As a human resources and headhunting practitioner for many years, in addition to thanking the cooperation opportunities brought by the needs of a large number of technical posts, I must also understand and analyze my candidates. In this process, I have to pay attention to how to implement AI technology and the company’s profitability. In the cold winter of capital and more rational investment, these are especially full of challenges for the survival and development of enterprises. From a layman’s point of view, let’s share some points I will pay attention to when thinking. I hope it can be helpful. If you need advice, you can also leave me a message.

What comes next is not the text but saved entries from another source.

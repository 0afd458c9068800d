use crate::SplitError;

/// Random-access character view over the script being split.
///
/// All positions are character offsets, not byte offsets, so the offsets the splitter reports are
/// identical whether the script comes from memory or from a file read through a sliding window.
/// Implementations take `&mut self` because a windowed source may need to slide its chunk to
/// satisfy a read.
pub trait ScriptSource {
    /// The character at `pos`, or `None` at or past the end of the input.
    fn char_at(&mut self, pos: usize) -> Result<Option<char>, SplitError>;

    /// The characters in `start..end` as an owned string. An `end` past the end of the input is
    /// clamped.
    fn slice(&mut self, start: usize, end: usize) -> Result<String, SplitError>;
}

/// An in-memory source over a string.
///
/// The input is decoded to a character vector once so that `char_at` is O(1) in character space.
pub struct StringSource {
    chars: Vec<char>,
}

impl StringSource {
    pub fn new(input: &str) -> Self {
        StringSource { chars: input.chars().collect() }
    }
}

impl From<&str> for StringSource {
    fn from(input: &str) -> Self {
        StringSource::new(input)
    }
}

impl ScriptSource for StringSource {
    fn char_at(&mut self, pos: usize) -> Result<Option<char>, SplitError> {
        Ok(self.chars.get(pos).copied())
    }

    fn slice(&mut self, start: usize, end: usize) -> Result<String, SplitError> {
        let end = end.min(self.chars.len());
        if start >= end {
            return Ok(String::new());
        }
        Ok(self.chars[start..end].iter().collect())
    }
}

#[cfg(test)]
mod tests {
    use super::*;

    #[test]
    fn test_char_at() {
        let mut source = StringSource::new("héllo");
        assert_eq!(source.char_at(0).unwrap(), Some('h'));
        assert_eq!(source.char_at(1).unwrap(), Some('é'));
        assert_eq!(source.char_at(4).unwrap(), Some('o'));
        assert_eq!(source.char_at(5).unwrap(), None);
    }

    #[test]
    fn test_slice_is_in_character_space() {
        let mut source = StringSource::new("héllo wörld");
        assert_eq!(source.slice(0, 5).unwrap(), "héllo");
        assert_eq!(source.slice(6, 11).unwrap(), "wörld");
        // An out-of-range end is clamped, an inverted range is empty.
        assert_eq!(source.slice(6, 100).unwrap(), "wörld");
        assert_eq!(source.slice(3, 3).unwrap(), "");
    }
}
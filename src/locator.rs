use crate::splitter::Command;

/// Maps a character offset (e.g. an editor cursor) to the command that contains it.
///
/// The gap between two commands belongs to the earlier one, so a cursor sitting right after a
/// delimiter still resolves to the statement just typed. An offset before the first command
/// resolves to the first command; an offset past the end of the last command resolves to `None`.
///
/// `commands` must be in the order the splitter produced them.
pub fn command_index_at(commands: &[Command], offset: usize) -> Option<usize> {
    let last = commands.last()?;
    if offset > last.end {
        return None;
    }
    let idx = commands.partition_point(|c| c.start <= offset);
    Some(idx.saturating_sub(1))
}

#[cfg(test)]
mod tests {
    use super::*;

    fn command(index: usize, start: usize, end: usize) -> Command {
        Command {
            index,
            start,
            end,
            text: None,
            delimiter: None,
            leading_whitespace_included: false,
        }
    }

    #[test]
    fn test_offset_inside_a_command() {
        let commands = [command(0, 0, 20), command(1, 22, 45)];
        assert_eq!(command_index_at(&commands, 5), Some(0));
        assert_eq!(command_index_at(&commands, 30), Some(1));
    }

    #[test]
    fn test_gaps_belong_to_the_earlier_command() {
        let commands = [command(0, 0, 20), command(1, 22, 45)];
        // Right after the first command's delimiter.
        assert_eq!(command_index_at(&commands, 20), Some(0));
        assert_eq!(command_index_at(&commands, 21), Some(0));
        assert_eq!(command_index_at(&commands, 22), Some(1));
    }

    #[test]
    fn test_boundaries() {
        let commands = [command(0, 3, 20), command(1, 22, 45)];
        // Leading whitespace before the first command still resolves to it.
        assert_eq!(command_index_at(&commands, 0), Some(0));
        // The end offset is inclusive for lookup purposes, one past it is not.
        assert_eq!(command_index_at(&commands, 45), Some(1));
        assert_eq!(command_index_at(&commands, 46), None);
        assert_eq!(command_index_at(&[], 0), None);
    }
}
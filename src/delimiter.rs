use crate::SplitError;

#[cfg(feature = "serialize")]
use serde::{Deserialize, Serialize};

/// A statement terminator.
///
/// A delimiter is either *standard* (matches anywhere outside of quotes and comments, like `;`)
/// or *single-line* (must be the only non-whitespace content on its physical line, like the
/// PL/SQL `/` or the T-SQL `GO`).
#[cfg_attr(feature = "serialize", derive(Serialize, Deserialize))]
#[derive(Debug, Clone, PartialEq, Eq, Hash)]
pub struct Delimiter {
    text: String,
    single_line: bool,
}

impl Delimiter {
    /// Creates a new delimiter.
    ///
    /// The text is trimmed, an empty text is a configuration error.
    pub fn new(text: &str, single_line: bool) -> Result<Self, SplitError> {
        let text = text.trim();
        if text.is_empty() {
            return Err(SplitError::Config("delimiter text must not be empty".to_string()));
        }
        Ok(Delimiter { text: text.to_string(), single_line })
    }

    /// The canonical standard delimiter: `;`, matching anywhere.
    pub fn standard() -> Self {
        Delimiter { text: ";".to_string(), single_line: false }
    }

    /// Parses the compact textual form used by configuration surfaces.
    ///
    /// - `"<delim>;nl"` or `"<delim>:nl"` (suffix is case-insensitive) marks a single-line
    ///   delimiter, e.g. `"GO;nl"` or `"/:nl"`.
    /// - A bare string with trailing whitespace also implies single-line, e.g. `"GO "`.
    /// - A blank input parses to `None` (no delimiter configured).
    pub fn parse(input: &str) -> Result<Option<Self>, SplitError> {
        if input.trim().is_empty() {
            return Ok(None);
        }
        let lower = input.to_ascii_lowercase();
        for suffix in [";nl", ":nl"] {
            if let Some(stripped) = lower.strip_suffix(suffix) {
                // The suffix was matched on the lowercased input, strip the same length from the
                // original so the delimiter text keeps its case.
                let text = &input[..stripped.len()];
                return Delimiter::new(text, true).map(Some);
            }
        }
        let single_line = input != input.trim_end();
        Delimiter::new(input, single_line).map(Some)
    }

    /// The delimiter text, never empty.
    pub fn text(&self) -> &str {
        &self.text
    }

    /// Whether the delimiter must be the only non-whitespace content on its line.
    pub fn is_single_line(&self) -> bool {
        self.single_line
    }

    /// The number of characters in the delimiter text.
    pub(crate) fn char_len(&self) -> usize {
        self.text.chars().count()
    }

    /// Whether the delimiter is a word (like `GO`) rather than punctuation (like `;`).
    /// Word delimiters are matched case-insensitively against whole identifier tokens.
    pub(crate) fn is_word(&self) -> bool {
        self.text.chars().all(|c| c.is_alphanumeric() || c == '_')
    }

    /// Case-insensitive comparison used for word delimiters.
    pub(crate) fn matches_word(&self, word: &str) -> bool {
        self.text.eq_ignore_ascii_case(word)
    }
}

impl Default for Delimiter {
    fn default() -> Self {
        Delimiter::standard()
    }
}

impl std::fmt::Display for Delimiter {
    fn fmt(&self, f: &mut std::fmt::Formatter<'_>) -> std::fmt::Result {
        match self.single_line {
            true => write!(f, "{};nl", self.text),
            false => write!(f, "{}", self.text),
        }
    }
}

#[cfg(test)]
mod tests {
    use super::*;

    #[test]
    fn test_standard() {
        let standard = Delimiter::standard();
        assert_eq!(standard.text(), ";");
        assert!(!standard.is_single_line());
        assert_eq!(standard, Delimiter::default());
    }

    #[test]
    fn test_new_trims_and_rejects_empty() {
        let delimiter = Delimiter::new("  GO  ", true).unwrap();
        assert_eq!(delimiter.text(), "GO");
        assert!(delimiter.is_single_line());

        assert!(Delimiter::new("", false).is_err());
        assert!(Delimiter::new("   ", true).is_err());
    }

    #[test]
    fn test_parse_compact_form() {
        let delimiter = Delimiter::parse("GO;nl").unwrap().unwrap();
        assert_eq!(delimiter.text(), "GO");
        assert!(delimiter.is_single_line());

        let delimiter = Delimiter::parse("/:NL").unwrap().unwrap();
        assert_eq!(delimiter.text(), "/");
        assert!(delimiter.is_single_line());

        // Trailing whitespace on a bare string implies single-line.
        let delimiter = Delimiter::parse("GO ").unwrap().unwrap();
        assert_eq!(delimiter.text(), "GO");
        assert!(delimiter.is_single_line());

        let delimiter = Delimiter::parse("//").unwrap().unwrap();
        assert_eq!(delimiter.text(), "//");
        assert!(!delimiter.is_single_line());

        assert!(Delimiter::parse("  ").unwrap().is_none());
    }

    #[test]
    fn test_equality_is_on_text_and_single_line() {
        assert_eq!(Delimiter::new(";", false).unwrap(), Delimiter::standard());
        assert_ne!(Delimiter::new(";", true).unwrap(), Delimiter::standard());
    }

    #[test]
    fn test_word_matching() {
        let go = Delimiter::new("GO", true).unwrap();
        assert!(go.is_word());
        assert!(go.matches_word("go"));
        assert!(!go.matches_word("GOTO"));
        assert!(!Delimiter::standard().is_word());
    }

    #[test]
    fn test_display_round_trips() {
        for input in ["GO;nl", ";"] {
            let delimiter = Delimiter::parse(input).unwrap().unwrap();
            assert_eq!(delimiter.to_string(), input);
        }
    }
}
use sqlsplit::{split_file, Dialect, Encoding, Options};
use terminal_size::{terminal_size, Width};

const ELLIPSIS: &str = "...";
const METADATA_COL_WIDTH: usize = 27;

fn main() {
    let filename =
        std::env::args().nth(1).expect(r#"Usage: cargo run --example cli FILENAME.sql [DIALECT]"#);
    let dialect = std::env::args()
        .nth(2)
        .map(|name| Dialect::parse(&name).expect("unknown dialect"))
        .unwrap_or_default();
    let col_width: usize =
        terminal_size().map(|(Width(w), _)| w as usize).unwrap_or(80) - METADATA_COL_WIDTH;

    let splitter = split_file(&filename, Encoding::Utf8, Options::for_dialect(dialect))
        .expect("Failed to open file");

    println!("------------+------------+-{}", "-".repeat(col_width));
    println!("    START   |     END    | COMMAND");
    println!("------------+------------+-{}", "-".repeat(col_width));
    for command in splitter {
        let command = command.expect("Failed to split file");
        let sql = fit(&command.text.unwrap_or_default(), col_width);
        let delimiter = command
            .delimiter
            .map(|d| d.to_string())
            .unwrap_or_else(|| "(none)".to_string());
        println!(" {:>10} | {:>10} | {}", command.start, command.end, sql);
        println!(" {:>10} | {:>10} |   delimiter: {}", "", "", delimiter);
    }
}

// Flattens the command to one line and shortens it to the column width. Counts and cuts in
// characters, not bytes, so multi-byte text never splits mid-character.
fn fit(sql: &str, col_width: usize) -> String {
    let flat = sql.replace('\n', " ");
    if flat.chars().count() <= col_width {
        return flat;
    }
    let mut out: String =
        flat.chars().take(col_width.saturating_sub(ELLIPSIS.len())).collect();
    out.push_str(ELLIPSIS);
    out
}

#[cfg(test)]
mod tests {
    use super::fit;

    #[test]
    fn test_fit_cuts_on_character_boundaries() {
        assert_eq!(fit("SELECT 1", 20), "SELECT 1");
        assert_eq!(fit("SELECT 1\nFROM t", 20), "SELECT 1 FROM t");
        // Accented characters count as one column each and never split.
        assert_eq!(fit("SELECT 'déjà vu déjà vu'", 10), "SELECT ...");
        assert_eq!(fit("éééééééééé", 6), "ééé...");
    }
}
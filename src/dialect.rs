use crate::tokens::Token;
use crate::{Delimiter, SplitError};

#[cfg(feature = "serialize")]
use serde::{Deserialize, Serialize};

/// The SQL dialect governing which delimiter currently terminates a statement.
///
/// The set is small and closed by design, so dialect behavior is dispatched over this enum
/// rather than an open-ended trait.
#[cfg_attr(feature = "serialize", derive(Serialize, Deserialize))]
#[derive(Debug, Clone, Copy, PartialEq, Eq, Default)]
pub enum Dialect {
    #[default]
    Standard,
    Oracle,
    Postgres,
    MsSql,
}

impl Dialect {
    /// Parses a dialect name as found on configuration surfaces.
    pub fn parse(name: &str) -> Result<Self, SplitError> {
        match name.trim().to_ascii_lowercase().as_str() {
            "standard" => Ok(Dialect::Standard),
            "oracle" => Ok(Dialect::Oracle),
            "postgres" | "postgresql" => Ok(Dialect::Postgres),
            "mssql" => Ok(Dialect::MsSql),
            other => Err(SplitError::Config(format!("unknown dialect '{other}'"))),
        }
    }

    /// The conventional alternate delimiter of the dialect: `/` (single-line) for Oracle, `GO`
    /// (single-line) for MSSQL.
    pub fn conventional_alternate(&self) -> Option<Delimiter> {
        match self {
            Dialect::Oracle => Delimiter::new("/", true).ok(),
            Dialect::MsSql => Delimiter::new("GO", true).ok(),
            Dialect::Standard | Dialect::Postgres => None,
        }
    }
}

// States of the Oracle tester. The other dialects have no state: Standard and Postgres always
// search for the primary delimiter (dollar quoting is the lexer's business), and MSSQL keeps
// `GO` active independently of `;`.
#[derive(Debug, Clone, Copy, PartialEq, Eq)]
enum TesterState {
    Initial,
    SawCreate,
    InBlock,
}

/// Decides, statement by statement, which delimiter currently terminates.
///
/// The tester consumes tokens as the splitter produces them. For Oracle, seeing
/// `CREATE [OR REPLACE] {PROCEDURE|FUNCTION|PACKAGE [BODY]|TRIGGER|TYPE [BODY]}` switches the
/// current delimiter to the alternate (`/`) until the statement finishes, so semicolons inside
/// the block body never terminate.
#[derive(Debug)]
pub(crate) struct DelimiterTester {
    dialect: Dialect,
    primary: Delimiter,
    alternate: Option<Delimiter>,
    state: TesterState,
}

impl DelimiterTester {
    pub(crate) fn new(dialect: Dialect, primary: Delimiter, alternate: Option<Delimiter>) -> Self {
        DelimiterTester { dialect, primary, alternate, state: TesterState::Initial }
    }

    pub(crate) fn set_primary(&mut self, primary: Delimiter) {
        self.primary = primary;
    }

    pub(crate) fn set_alternate(&mut self, alternate: Option<Delimiter>) {
        self.alternate = alternate;
    }

    /// Feeds the next token. Tokens inside literals, comments and whitespace never change state.
    pub(crate) fn current_token(&mut self, token: &Token, inside_literal: bool) {
        if inside_literal || token.is_comment() || token.is_whitespace() {
            return;
        }
        if self.dialect != Dialect::Oracle {
            return;
        }
        let Some(word) = token.word() else {
            // Punctuation between CREATE and the block kind means this is not a block statement.
            if self.state == TesterState::SawCreate {
                self.state = TesterState::Initial;
            }
            return;
        };
        let upper = word.to_ascii_uppercase();
        self.state = match (self.state, upper.as_str()) {
            (TesterState::Initial, "CREATE") => TesterState::SawCreate,
            (TesterState::SawCreate, "OR" | "REPLACE" | "EDITIONABLE" | "NONEDITIONABLE") => {
                TesterState::SawCreate
            }
            (TesterState::SawCreate, "PROCEDURE" | "FUNCTION" | "PACKAGE" | "TRIGGER" | "TYPE") => {
                TesterState::InBlock
            }
            (TesterState::SawCreate, _) => TesterState::Initial,
            (TesterState::InBlock, _) => TesterState::InBlock,
            (TesterState::Initial, _) => TesterState::Initial,
        };
    }

    /// Resets to the initial state, called by the splitter at every statement boundary.
    pub(crate) fn statement_finished(&mut self) {
        self.state = TesterState::Initial;
    }

    /// The delimiter that should currently be searched for.
    pub(crate) fn current_delimiter(&self) -> &Delimiter {
        match self.state {
            TesterState::InBlock => self.alternate.as_ref().unwrap_or(&self.primary),
            _ => &self.primary,
        }
    }

    /// A single-line alternate delimiter is tested alongside the current one at all times: a
    /// trailing `/` alone on its line always terminates an Oracle statement regardless of
    /// nesting, and the MSSQL `GO` is active independently of `;`.
    pub(crate) fn always_active_alternate(&self) -> Option<&Delimiter> {
        self.alternate.as_ref().filter(|d| d.is_single_line())
    }

    /// Tie-break when both the primary and the alternate delimiter match at the same position:
    /// the alternate wins while the tester is in a non-initial state.
    pub(crate) fn alternate_wins(&self) -> bool {
        self.state != TesterState::Initial
    }
}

1,My understanding of algorithm application is to solve practical problems through mathematical ideas and mathematical tools. Therefore, when analyzing the development prospect of a company, I still need to peel off the wrapped AI coat to see its business essence, and see what kind of problems it solves and what kind of business it is.
2,AI is based on big data, so please also know whether the company has enough reliable data sources to support when selecting a job opportunity.
3,AI is an industry with a high level of knowledge. The strength of the founder and core team needs to be paid close attention to.
4,Whether the company’s products and technologies have a landing scene or need several years to cultivate and develop the market (such as driverless), please match it in combination with your own acceptance.
5,Algorithm engineers are often jokingly referred to as the “outsourcing and participation” Xia, mainly because in addition to the core research department, the daily work of many algorithm practitioners is mainly to grasp data, label and adjust parameters, so please understand more before entering the industry and reduce psychological expectations appropriately.